При этом и в Лондоне, и в Вашингтоне со всей очевидностью понимали, что все успехи англо-американских сил на европейском ТВД (да и в целом на других театрах войны) целиком и полностью зависели и продолжают зависеть от того, насколько успешно будет действовать Красная армия. Любой успех западных союзников стал бы только локальным, если бы не продолжение мощного наступления Красной армии на советско-германском фронте.
Время шло. Весной 1943 года на советско-германском фронте наступило некоторое затишье, которое обе стороны использовали для подготовки дальнейших боевых операций. Немцы готовились провести операцию «Цитадель» в районе Курского выступа. В то же время англо-американское командование разрабатывало свои планы, которые были связаны, прежде всего со средиземноморским театром военных действий.
Встреча Рузвельта и Черчилля в Касабланке в январе 1943 года фактически подвела черту под надеждами на открытие второго фронта во Франции до 1944 года. По итогам данного саммита лидеры западных союзников направили Сталину совместное послание. Оно не содержало, к сожалению, никакой конкретной информации об общих планах боевых действий на севере Франции и точных сроках англо-американских операций. Главным посылом было ожидание, что «эти операции, вместе с Вашим мощным наступлением, могут, наверное, заставить Германию встать на колени в 1943 г.». В Москве эта формулировка никого не ввела в заблуждение, и ответом на телеграмму был запрос, содержащийся в послании Сталина от 30 января 1943 г. Президенту США и Премьер-министру
Великобритании: «…я был бы Вам признателен за сообщение о конкретно намеченных операциях в этой области и намечаемых сроках их осуществления» [4, c. 87–88].

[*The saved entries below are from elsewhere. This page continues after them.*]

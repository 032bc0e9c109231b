//! Follow service

use std::sync::Arc;

use super::NotificationService;
use crate::data::Database;
use crate::error::{AppError, FollowError};

/// Follow service
pub struct FollowService {
    db: Arc<Database>,
    notifications: NotificationService,
}

impl FollowService {
    /// Create new follow service
    pub fn new(db: Arc<Database>) -> Self {
        let notifications = NotificationService::new(db.clone());
        Self { db, notifications }
    }

    /// Add the edge `follower -> followee`
    ///
    /// Self-follow is rejected before any lookup. Following twice is a
    /// no-op; only a newly created edge notifies the followee.
    ///
    /// # Returns
    /// `true` if a new edge was created
    pub async fn follow(&self, follower: &str, followee: &str) -> Result<bool, AppError> {
        self.check_pair(follower, followee).await?;

        let created = self.db.insert_follow_if_absent(follower, followee).await?;
        if created {
            crate::metrics::FOLLOWS_TOTAL
                .with_label_values(&["follow"])
                .inc();
            tracing::info!(follower = %follower, followee = %followee, "Follow created");
            self.notifications
                .deliver(
                    followee,
                    follower,
                    "New follower!",
                    &format!("{follower} started following you."),
                )
                .await;
        }

        Ok(created)
    }

    /// Remove the edge `follower -> followee`; removing an absent edge is a no-op
    ///
    /// # Returns
    /// `true` if an edge was removed
    pub async fn unfollow(&self, follower: &str, followee: &str) -> Result<bool, AppError> {
        self.check_pair(follower, followee).await?;

        let removed = self.db.delete_follow(follower, followee).await?;
        if removed {
            crate::metrics::FOLLOWS_TOTAL
                .with_label_values(&["unfollow"])
                .inc();
            tracing::info!(follower = %follower, followee = %followee, "Follow removed");
        }

        Ok(removed)
    }

    pub async fn followers(&self, username: &str) -> Result<Vec<String>, AppError> {
        self.require_member(username).await?;
        self.db.get_followers(username).await
    }

    pub async fn following(&self, username: &str) -> Result<Vec<String>, AppError> {
        self.require_member(username).await?;
        self.db.get_following(username).await
    }

    async fn check_pair(&self, follower: &str, followee: &str) -> Result<(), AppError> {
        if follower == followee {
            return Err(FollowError::SelfFollow.into());
        }
        self.require_member(follower).await?;
        self.require_member(followee).await
    }

    async fn require_member(&self, username: &str) -> Result<(), AppError> {
        if !self.db.member_exists(username).await? {
            return Err(FollowError::NotFound.into());
        }
        Ok(())
    }
}

#[cfg(test)]
mod tests {
    use super::*;
    use crate::data::Member;
    use chrono::Utc;
    use tempfile::TempDir;

    async fn setup() -> (Arc<Database>, TempDir) {
        let temp_dir = TempDir::new().unwrap();
        let db = Arc::new(
            Database::connect(&temp_dir.path().join("test.db"))
                .await
                .unwrap(),
        );
        for username in ["alice", "bob"] {
            db.insert_member(&Member {
                username: username.to_string(),
                email: format!("{username}@ufl.edu"),
                password_hash: "$argon2id$placeholder".to_string(),
                bio: String::new(),
                session_token_hash: None,
                csrf_token_hash: None,
                created_at: Utc::now(),
                updated_at: Utc::now(),
            })
            .await
            .unwrap();
        }
        (db, temp_dir)
    }

    #[tokio::test]
    async fn self_follow_fails_even_for_unknown_member() {
        let (db, _temp_dir) = setup().await;
        let service = FollowService::new(db);

        for name in ["alice", "ghost"] {
            let err = service.follow(name, name).await.unwrap_err();
            assert!(matches!(err, AppError::Validation(_)), "{name}");
        }
    }

    #[tokio::test]
    async fn follow_unknown_member_is_not_found() {
        let (db, _temp_dir) = setup().await;
        let service = FollowService::new(db);

        let err = service.follow("alice", "ghost").await.unwrap_err();
        assert!(matches!(err, AppError::NotFound));
        let err = service.followers("ghost").await.unwrap_err();
        assert!(matches!(err, AppError::NotFound));
    }

    #[tokio::test]
    async fn repeated_follow_notifies_once() {
        let (db, _temp_dir) = setup().await;
        let service = FollowService::new(db.clone());

        assert!(service.follow("alice", "bob").await.unwrap());
        assert!(!service.follow("alice", "bob").await.unwrap());
        assert_eq!(service.followers("bob").await.unwrap(), vec!["alice"]);

        let inbox = db.get_notifications("bob", 10, 0, false).await.unwrap();
        assert_eq!(inbox.len(), 1);
        assert_eq!(inbox[0].content, "alice started following you.");

        assert!(service.unfollow("alice", "bob").await.unwrap());
        assert!(!service.unfollow("alice", "bob").await.unwrap());
        assert!(service.following("alice").await.unwrap().is_empty());
    }
}
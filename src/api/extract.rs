//! JSON body extractor with the API's error envelope

use axum::{
    Json, async_trait,
    extract::{FromRequest, Request, rejection::JsonRejection},
};
use serde::de::DeserializeOwned;

use crate::error::AppError;

/// `Json<T>` whose rejections are `400 {"error": ...}`
///
/// A missing field, a wrong type, a syntax error or a missing
/// `Content-Type` all reject the request before the handler runs.
#[derive(Debug, Clone)]
pub struct JsonBody<T>(pub T);

#[async_trait]
impl<S, T> FromRequest<S> for JsonBody<T>
where
    S: Send + Sync,
    T: DeserializeOwned,
{
    type Rejection = AppError;

    async fn from_request(req: Request, state: &S) -> Result<Self, Self::Rejection> {
        let Json(value) = Json::<T>::from_request(req, state).await?;
        Ok(JsonBody(value))
    }
}
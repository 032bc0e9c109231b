//! Data models
//!
//! Rust structs representing database entities and the reaction
//! state machine. All models use ULID for IDs and chrono for timestamps.

use std::fmt;
use std::str::FromStr;

use chrono::{DateTime, Utc};
use serde::{Deserialize, Serialize};

use crate::error::ReactionError;

/// Author recorded on posts and comments whose member deleted their account
pub const DELETED_AUTHOR: &str = "[deleted]";

// =============================================================================
// ID Types
// =============================================================================

/// Entity ID wrapper (ULID format, 26 characters)
///
/// Example: "01ARZ3NDEKTSV4RRFFQ69G5FAV"
#[derive(Debug, Clone, PartialEq, Eq, Hash, Serialize, Deserialize)]
#[serde(transparent)]
pub struct EntityId(pub String);

impl EntityId {
    /// Generate a new ULID
    pub fn new() -> Self {
        Self(ulid::Ulid::new().to_string())
    }
}

impl Default for EntityId {
    fn default() -> Self {
        Self::new()
    }
}

// =============================================================================
// Member
// =============================================================================

/// A registered member
///
/// The username is the identity key for every edge. Token columns hold
/// digests, never raw token values, and are `None` while logged out.
#[derive(Debug, Clone, sqlx::FromRow)]
pub struct Member {
    pub username: String,
    pub email: String,
    /// Argon2 PHC string
    pub password_hash: String,
    pub bio: String,
    pub session_token_hash: Option<String>,
    pub csrf_token_hash: Option<String>,
    pub created_at: DateTime<Utc>,
    pub updated_at: DateTime<Utc>,
}

/// Mutable member fields; `None` leaves the column untouched
#[derive(Debug, Clone, Default)]
pub struct MemberUpdate {
    pub email: Option<String>,
    pub bio: Option<String>,
    pub password_hash: Option<String>,
}

impl MemberUpdate {
    pub fn is_empty(&self) -> bool {
        self.email.is_none() && self.bio.is_none() && self.password_hash.is_none()
    }
}

// =============================================================================
// Posts and comments
// =============================================================================

#[derive(Debug, Clone, Serialize, Deserialize, sqlx::FromRow)]
pub struct Post {
    pub id: String,
    pub author: String,
    pub title: String,
    pub content: String,
    pub likes: i64,
    pub dislikes: i64,
    pub views: i64,
    pub created_at: DateTime<Utc>,
}

#[derive(Debug, Clone, Serialize, Deserialize, sqlx::FromRow)]
pub struct Comment {
    pub id: String,
    pub post_id: String,
    pub author: String,
    pub content: String,
    pub likes: i64,
    pub dislikes: i64,
    pub created_at: DateTime<Utc>,
}

// =============================================================================
// Notifications
// =============================================================================

/// Notification delivered to a member's inbox
#[derive(Debug, Clone, Serialize, Deserialize, sqlx::FromRow)]
pub struct Notification {
    pub id: String,
    /// Recipient username
    pub recipient: String,
    pub title: String,
    pub content: String,
    /// Whether the recipient has seen this
    pub read: bool,
    pub created_at: DateTime<Utc>,
}

impl Notification {
    pub fn new(recipient: &str, title: impl Into<String>, content: impl Into<String>) -> Self {
        Self {
            id: EntityId::new().0,
            recipient: recipient.to_string(),
            title: title.into(),
            content: content.into(),
            read: false,
            created_at: Utc::now(),
        }
    }
}

// =============================================================================
// Reactions
// =============================================================================

/// Kind of entity a reaction edge points at
#[derive(Debug, Clone, Copy, PartialEq, Eq, Hash, Serialize, Deserialize)]
#[serde(rename_all = "lowercase")]
pub enum TargetKind {
    Post,
    Comment,
}

impl TargetKind {
    pub fn as_str(&self) -> &'static str {
        match self {
            Self::Post => "post",
            Self::Comment => "comment",
        }
    }

    /// Table holding the target row and its counters
    pub(crate) fn table(&self) -> &'static str {
        match self {
            Self::Post => "posts",
            Self::Comment => "comments",
        }
    }
}

/// Reaction target: a post or comment by ID
#[derive(Debug, Clone, PartialEq, Eq, Hash)]
pub struct ReactionTarget {
    pub kind: TargetKind,
    pub id: String,
}

impl ReactionTarget {
    pub fn post(id: impl Into<String>) -> Self {
        Self {
            kind: TargetKind::Post,
            id: id.into(),
        }
    }

    pub fn comment(id: impl Into<String>) -> Self {
        Self {
            kind: TargetKind::Comment,
            id: id.into(),
        }
    }
}

/// Like or dislike
#[derive(Debug, Clone, Copy, PartialEq, Eq, Hash, Serialize, Deserialize)]
#[serde(rename_all = "lowercase")]
pub enum Polarity {
    Like,
    Dislike,
}

impl Polarity {
    pub fn as_str(&self) -> &'static str {
        match self {
            Self::Like => "like",
            Self::Dislike => "dislike",
        }
    }

    /// Counter column on the target row
    pub(crate) fn counter_column(&self) -> &'static str {
        match self {
            Self::Like => "likes",
            Self::Dislike => "dislikes",
        }
    }
}

impl FromStr for Polarity {
    type Err = ReactionError;

    fn from_str(s: &str) -> Result<Self, Self::Err> {
        match s {
            "like" => Ok(Self::Like),
            "dislike" => Ok(Self::Dislike),
            other => Err(ReactionError::InvalidAction(other.to_string())),
        }
    }
}

impl fmt::Display for Polarity {
    fn fmt(&self, f: &mut fmt::Formatter<'_>) -> fmt::Result {
        f.write_str(self.as_str())
    }
}

/// A member's relation toward one target; the three states are exclusive
#[derive(Debug, Clone, Copy, PartialEq, Eq)]
pub enum ReactionState {
    Neutral,
    Liked,
    Disliked,
}

impl ReactionState {
    pub fn edge(&self) -> Option<Polarity> {
        match self {
            Self::Neutral => None,
            Self::Liked => Some(Polarity::Like),
            Self::Disliked => Some(Polarity::Dislike),
        }
    }

    /// Next state after `action`
    ///
    /// Repeating the held polarity toggles it off; the opposite
    /// polarity switches, removing one edge and adding the other.
    pub fn transition(self, action: Polarity) -> Transition {
        let to = match (self.edge(), action) {
            (Some(held), action) if held == action => Self::Neutral,
            (_, Polarity::Like) => Self::Liked,
            (_, Polarity::Dislike) => Self::Disliked,
        };

        Transition { from: self, to }
    }
}

/// One step of the reaction state machine
#[derive(Debug, Clone, Copy, PartialEq, Eq)]
pub struct Transition {
    pub from: ReactionState,
    pub to: ReactionState,
}

impl Transition {
    /// Edge to delete (its counter is decremented by one)
    pub fn removed(&self) -> Option<Polarity> {
        self.from.edge()
    }

    /// Edge to insert (its counter is incremented by one)
    pub fn added(&self) -> Option<Polarity> {
        self.to.edge()
    }

    pub fn label(&self) -> &'static str {
        match (self.removed(), self.added()) {
            (None, Some(_)) => "added",
            (Some(_), None) => "removed",
            (Some(_), Some(_)) => "switched",
            (None, None) => "noop",
        }
    }
}

/// Denormalized counters on a post or comment
#[derive(Debug, Clone, Copy, PartialEq, Eq, Serialize, Deserialize, sqlx::FromRow)]
pub struct ReactionCounts {
    pub likes: i64,
    pub dislikes: i64,
}

/// Result of one committed reaction transition
#[derive(Debug, Clone)]
pub struct ReactionOutcome {
    pub transition: Transition,
    pub counts: ReactionCounts,
    /// Author of the target at the time of the transition
    pub owner: String,
    /// Post title or comment content, for notification text
    pub excerpt: String,
}

#[cfg(test)]
mod tests {
    use super::*;

    #[test]
    fn neutral_like_adds_edge() {
        let step = ReactionState::Neutral.transition(Polarity::Like);
        assert_eq!(step.to, ReactionState::Liked);
        assert_eq!(step.removed(), None);
        assert_eq!(step.added(), Some(Polarity::Like));
        assert_eq!(step.label(), "added");
    }

    #[test]
    fn repeating_held_polarity_toggles_off() {
        let step = ReactionState::Liked.transition(Polarity::Like);
        assert_eq!(step.to, ReactionState::Neutral);
        assert_eq!(step.removed(), Some(Polarity::Like));
        assert_eq!(step.added(), None);
        assert_eq!(step.label(), "removed");

        let step = ReactionState::Disliked.transition(Polarity::Dislike);
        assert_eq!(step.to, ReactionState::Neutral);
        assert_eq!(step.removed(), Some(Polarity::Dislike));
    }

    #[test]
    fn opposite_polarity_switches() {
        let step = ReactionState::Liked.transition(Polarity::Dislike);
        assert_eq!(step.to, ReactionState::Disliked);
        assert_eq!(step.removed(), Some(Polarity::Like));
        assert_eq!(step.added(), Some(Polarity::Dislike));
        assert_eq!(step.label(), "switched");

        let step = ReactionState::Disliked.transition(Polarity::Like);
        assert_eq!(step.to, ReactionState::Liked);
        assert_eq!(step.removed(), Some(Polarity::Dislike));
        assert_eq!(step.added(), Some(Polarity::Like));
    }

    #[test]
    fn every_transition_touches_at_most_one_edge_per_polarity() {
        for from in [
            ReactionState::Neutral,
            ReactionState::Liked,
            ReactionState::Disliked,
        ] {
            for action in [Polarity::Like, Polarity::Dislike] {
                let step = from.transition(action);
                assert_ne!(step.removed(), step.added(), "{from:?} -> {action:?}");
            }
        }
    }

    #[test]
    fn polarity_parses_only_known_actions() {
        assert_eq!("like".parse::<Polarity>(), Ok(Polarity::Like));
        assert_eq!("dislike".parse::<Polarity>(), Ok(Polarity::Dislike));
        assert_eq!(
            "Like".parse::<Polarity>(),
            Err(ReactionError::InvalidAction("Like".to_string()))
        );
        assert!("".parse::<Polarity>().is_err());
    }
}
//! Notification service
//!
//! Delivery of side-effect notifications (reactions, follows, comments)
//! and the recipient's inbox operations.

use std::sync::Arc;
use std::time::Duration;

use crate::data::{DELETED_AUTHOR, Database, Notification};
use crate::error::AppError;

/// Upper bound on a single delivery write
const DELIVERY_TIMEOUT: Duration = Duration::from_secs(2);

const DEFAULT_PAGE_SIZE: i64 = 20;
const MAX_PAGE_SIZE: i64 = 100;

/// One page of a recipient's inbox
#[derive(Debug, Clone)]
pub struct NotificationPage {
    /// Total matching notifications, ignoring pagination
    pub count: i64,
    pub data: Vec<Notification>,
}

/// Notification service
pub struct NotificationService {
    db: Arc<Database>,
}

impl NotificationService {
    /// Create new notification service
    pub fn new(db: Arc<Database>) -> Self {
        Self { db }
    }

    /// Best-effort delivery
    ///
    /// Never fails: storage errors and timeouts are logged and counted,
    /// and the caller's already-committed mutation stands. Members are
    /// never notified about their own actions, and the deleted-author
    /// sentinel never receives anything.
    ///
    /// # Returns
    /// `true` if a notification row was written
    pub async fn deliver(&self, recipient: &str, actor: &str, title: &str, content: &str) -> bool {
        if recipient == actor || recipient == DELETED_AUTHOR {
            return false;
        }

        let notification = Notification::new(recipient, title, content);
        let status = match tokio::time::timeout(
            DELIVERY_TIMEOUT,
            self.db.insert_notification(&notification),
        )
        .await
        {
            Ok(Ok(())) => {
                tracing::debug!(recipient = %recipient, title = %title, "Notification delivered");
                "delivered"
            }
            Ok(Err(error)) => {
                tracing::warn!(recipient = %recipient, %error, "Notification delivery failed");
                "failed"
            }
            Err(_) => {
                tracing::warn!(
                    recipient = %recipient,
                    timeout_ms = DELIVERY_TIMEOUT.as_millis() as u64,
                    "Notification delivery timed out"
                );
                "timeout"
            }
        };

        crate::metrics::NOTIFICATIONS_TOTAL
            .with_label_values(&[status])
            .inc();
        status == "delivered"
    }

    // =========================================================================
    // Inbox
    // =========================================================================

    /// List the recipient's notifications, newest first
    ///
    /// `limit` defaults to 20 and is clamped to 1..=100; a negative
    /// offset is treated as 0.
    pub async fn list(
        &self,
        recipient: &str,
        limit: Option<i64>,
        offset: Option<i64>,
        unread_only: bool,
    ) -> Result<NotificationPage, AppError> {
        let limit = limit.unwrap_or(DEFAULT_PAGE_SIZE).clamp(1, MAX_PAGE_SIZE);
        let offset = offset.unwrap_or(0).max(0);

        let count = self.db.count_notifications(recipient, unread_only).await?;
        let data = self
            .db
            .get_notifications(recipient, limit, offset, unread_only)
            .await?;

        Ok(NotificationPage { count, data })
    }

    /// Get one notification; `NotFound` unless the caller is the recipient
    pub async fn get(&self, recipient: &str, id: &str) -> Result<Notification, AppError> {
        self.db
            .get_notification(id, recipient)
            .await?
            .ok_or(AppError::NotFound)
    }

    pub async fn set_read(&self, recipient: &str, id: &str, read: bool) -> Result<(), AppError> {
        if !self.db.set_notification_read(id, recipient, read).await? {
            return Err(AppError::NotFound);
        }
        Ok(())
    }

    /// Mark every notification of the recipient; returns rows touched
    pub async fn set_all_read(&self, recipient: &str, read: bool) -> Result<u64, AppError> {
        self.db.set_all_notifications_read(recipient, read).await
    }

    pub async fn delete(&self, recipient: &str, id: &str) -> Result<(), AppError> {
        if !self.db.delete_notification(id, recipient).await? {
            return Err(AppError::NotFound);
        }
        tracing::debug!(recipient = %recipient, id = %id, "Notification deleted");
        Ok(())
    }
}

Чтобы сгладить негативный эффект от предшествовавшей переписки Черчилль направил советской стороне послание, составленное в более позитивном и конструктивном ключе: «Мы также энергично ведем приготовления, до пределов наших ресурсов, к операции форсирования Канала в августе, в которой будут участвовать британские части и части Соединенных Штатов… Если операция будет отложена вследствие погоды или по другим причинам, то она будет подготовлена с участием более крупных сил на сентябрь» [4, c. 91–92].
Современные историки, в т. ч. западные, нередко и небезосновательно считают этот посул Черчилля преднамеренным обманом. Заверяя на протяжении всего 1943 года о своей приверженности идее открытия второго фронта в Европе, правительства США и Англии на самом деле планировали продолжать реализацию своей средиземноморской стратегии. Впрочем, подобный обман не мог продолжаться долго, и после очередного американо-британского саммита на высшем уровне, который имел место в Вашингтоне в мае 1943 года, Рузвельту пришлось взять на себя бремя ответственности и официально довести до советской стороны сообщение о переносе сроков открытия полномасштабного второго фронта на 1944 год.